Moments later, the rooftop took gunfire from the opposite direction. Another squad member testified that the color of the tracer rounds indicated the shooting may have been coming from other U.S. troops. Williams ordered his team to resume firing on the truck.

"What should we do with this guy?" Spec. Tulafono Young testified that he asked Williams, referring to the man standing in the street.

"Light him up," Williams replied, according to Young and others. That order led to one of the three murder charges Williams faces.

"Mister, no more, no more," implored another passenger of the truck who was unscathed.

"My gut instinct was . . . the wrong vehicle got shot," Horne, who described having a sinking feeling as he approached the truck, said during un-sworn testimony to a sentencing panel.

He saw "a bunch" of Iraqis on the ground, two of whom were dead. He pulled one young survivor from the burning truck, then reached into the flames toward a teenager still breathing despite wounds so horrible his insides spilled out as Horne turned him over, he said. The Los Angeles Times identified him as Hassan, 16.

"There was nothing I could do for him," Horne said.

Minutes later, as fellow soldiers tended to less seriously wounded civilians, Staff Sgt. Cardenas Alban of Carson, Calif., shot Hassan, according to testimony. Horne acknowledged he fired a moment later.
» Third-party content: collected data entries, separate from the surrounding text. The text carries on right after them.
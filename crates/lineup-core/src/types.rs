use serde::{Deserialize, Serialize};
use std::fmt;
use std::str::FromStr;
use thiserror::Error;

/// How training and prediction inputs are shaped before reaching the engine.
#[derive(Debug, Clone, Copy, PartialEq, Eq)]
pub enum ResizePolicy {
    /// Samples are passed at their decoded size.
    Native,
    /// Samples are resized to the canonical size of the last full training batch.
    Canonical,
}

/// Capabilities of an algorithm family.
#[derive(Debug, Clone, Copy, PartialEq, Eq)]
pub struct VariantTraits {
    pub supports_incremental_update: bool,
    pub resize: ResizePolicy,
}

const EIGEN_TRAITS: VariantTraits = VariantTraits {
    supports_incremental_update: false,
    resize: ResizePolicy::Canonical,
};

const FISHER_TRAITS: VariantTraits = VariantTraits {
    supports_incremental_update: false,
    resize: ResizePolicy::Canonical,
};

const LBPH_TRAITS: VariantTraits = VariantTraits {
    supports_incremental_update: true,
    resize: ResizePolicy::Native,
};

/// Face recognition algorithm family.
#[derive(Debug, Clone, Copy, PartialEq, Eq, Hash, Serialize, Deserialize)]
#[serde(rename_all = "lowercase")]
pub enum Variant {
    Eigen,
    Fisher,
    Lbph,
}

impl Variant {
    pub const ALL: [Variant; 3] = [Variant::Eigen, Variant::Fisher, Variant::Lbph];

    pub fn traits(self) -> &'static VariantTraits {
        match self {
            Variant::Eigen => &EIGEN_TRAITS,
            Variant::Fisher => &FISHER_TRAITS,
            Variant::Lbph => &LBPH_TRAITS,
        }
    }

    /// True when new samples can be folded into an existing model.
    pub fn supports_incremental_update(self) -> bool {
        self.traits().supports_incremental_update
    }

    pub fn resize_policy(self) -> ResizePolicy {
        self.traits().resize
    }

    pub fn as_str(self) -> &'static str {
        match self {
            Variant::Eigen => "eigen",
            Variant::Fisher => "fisher",
            Variant::Lbph => "lbph",
        }
    }
}

impl fmt::Display for Variant {
    fn fmt(&self, f: &mut fmt::Formatter<'_>) -> fmt::Result {
        f.write_str(self.as_str())
    }
}

#[derive(Error, Debug, Clone, PartialEq, Eq)]
#[error("unknown recognizer variant {0:?} (expected eigen, fisher or lbph)")]
pub struct ParseVariantError(pub String);

impl FromStr for Variant {
    type Err = ParseVariantError;

    fn from_str(s: &str) -> Result<Self, Self::Err> {
        match s.trim().to_ascii_lowercase().as_str() {
            "eigen" => Ok(Variant::Eigen),
            "fisher" => Ok(Variant::Fisher),
            "lbph" => Ok(Variant::Lbph),
            _ => Err(ParseVariantError(s.to_string())),
        }
    }
}

/// Uniform sample dimensions for fixed-size variants.
#[derive(Debug, Clone, Copy, PartialEq, Eq, Serialize, Deserialize)]
pub struct CanonicalSize {
    pub width: u32,
    pub height: u32,
}

impl CanonicalSize {
    pub fn new(width: u32, height: u32) -> Self {
        Self { width, height }
    }

    pub fn is_empty(&self) -> bool {
        self.width == 0 || self.height == 0
    }
}

impl fmt::Display for CanonicalSize {
    fn fmt(&self, f: &mut fmt::Formatter<'_>) -> fmt::Result {
        write!(f, "{}x{}", self.width, self.height)
    }
}

/// Identity prediction for one face.
#[derive(Debug, Clone, Copy, Serialize)]
pub struct Prediction {
    pub label: i32,
    /// Engine distance to the closest known face. Lower = more confident.
    /// NaN when no model is available.
    pub confidence: f64,
}

impl Prediction {
    pub const UNKNOWN_LABEL: i32 = -1;

    /// Result returned when no trained model is available.
    pub fn unknown() -> Self {
        Self {
            label: Self::UNKNOWN_LABEL,
            confidence: f64::NAN,
        }
    }

    pub fn is_unknown(&self) -> bool {
        self.label == Self::UNKNOWN_LABEL
    }
}

#[cfg(test)]
mod tests {
    use super::*;

    #[test]
    fn test_only_lbph_is_incremental() {
        assert!(!Variant::Eigen.supports_incremental_update());
        assert!(!Variant::Fisher.supports_incremental_update());
        assert!(Variant::Lbph.supports_incremental_update());
    }

    #[test]
    fn test_fixed_size_variants_resize() {
        for variant in Variant::ALL {
            let expected = if variant.supports_incremental_update() {
                ResizePolicy::Native
            } else {
                ResizePolicy::Canonical
            };
            assert_eq!(variant.resize_policy(), expected, "{variant}");
        }
    }

    #[test]
    fn test_parse_variant() {
        assert_eq!("LBPH".parse::<Variant>(), Ok(Variant::Lbph));
        assert_eq!(" fisher ".parse::<Variant>(), Ok(Variant::Fisher));
        assert_eq!("eigen".parse::<Variant>(), Ok(Variant::Eigen));
        assert!("haar".parse::<Variant>().is_err());
    }

    #[test]
    fn test_variant_display_roundtrip() {
        for variant in Variant::ALL {
            assert_eq!(variant.to_string().parse::<Variant>(), Ok(variant));
        }
    }

    #[test]
    fn test_variant_serde_lowercase() {
        let json = serde_json::to_string(&Variant::Lbph).unwrap();
        assert_eq!(json, "\"lbph\"");
    }

    #[test]
    fn test_unknown_prediction() {
        let p = Prediction::unknown();
        assert!(p.is_unknown());
        assert_eq!(p.label, -1);
        assert!(p.confidence.is_nan());
    }

    #[test]
    fn test_canonical_size_empty() {
        assert!(CanonicalSize::new(0, 10).is_empty());
        assert!(!CanonicalSize::new(1, 1).is_empty());
        assert_eq!(CanonicalSize::new(64, 48).to_string(), "64x48");
    }
}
The boy's rattled breathing stopped. Alban is awaiting a hearing on a murder charge. Horne, whom an Army investigator praised as candid and forthcoming, was sentenced to three years in prison on Friday.

Other charges grew out of shootings on Aug. 31, as Williams's squad was conducting routine searches of houses elsewhere in Sadr City.

Under a law in effect since the U.S. occupation began, each Iraqi household is permitted one weapon. But in answer to questions by prosecutors, Young testified that Williams spoke of plans to kill any Iraqi found with a weapon. A prosecutor said Williams had spoken of killing any Iraqi males of military age. Williams, who could face the death penalty if the case proceeds to court-martial, has not testified.

During the search when Williams described sensing danger, Spec. Allen Crandall, a friend of Williams who testified under a grant of immunity, said he cut the plastic handcuffs off the smirking man, then left the room, although he sensed the shooting was imminent. Spec. Joshua R. Sickels testified that Williams reported the man's "eyes bugged out" after he had shot him a third time.

After that, the soldiers became concerned when a weapon was discovered at another house. "I figured something like that is going to happen again," Young testified.

Young said he waited outside that house as Williams took custody of another man and summoned Spec. Brent W. May, a young soldier who allegedly spoke of wanting to kill someone.

"Can I shoot this one?" May asked Williams, according to two soldiers, who also heard the gunshots that followed. An Army investigator said May took a digital photo of the corpse, labeled "evidence" in his personal computer.

Soldiers said May bragged of the killing afterward. "May looked like he was excited that he got to shoot somebody," Young testified.

The shootings in Sadr City emerged when squad member Romriell, after a "crisis of conscience," slipped a note under the door of a commanding officer warning that "soldiers had committed serious crimes that needed to be looked at."

An Army investigator described Romriell as the black sheep of his squad in part because he opposed the war in Iraq. The private has since been transferred to another unit for his safety.

Young testified that Williams had said, "The first chance he gets, 'I'm going to kill Romriell.' "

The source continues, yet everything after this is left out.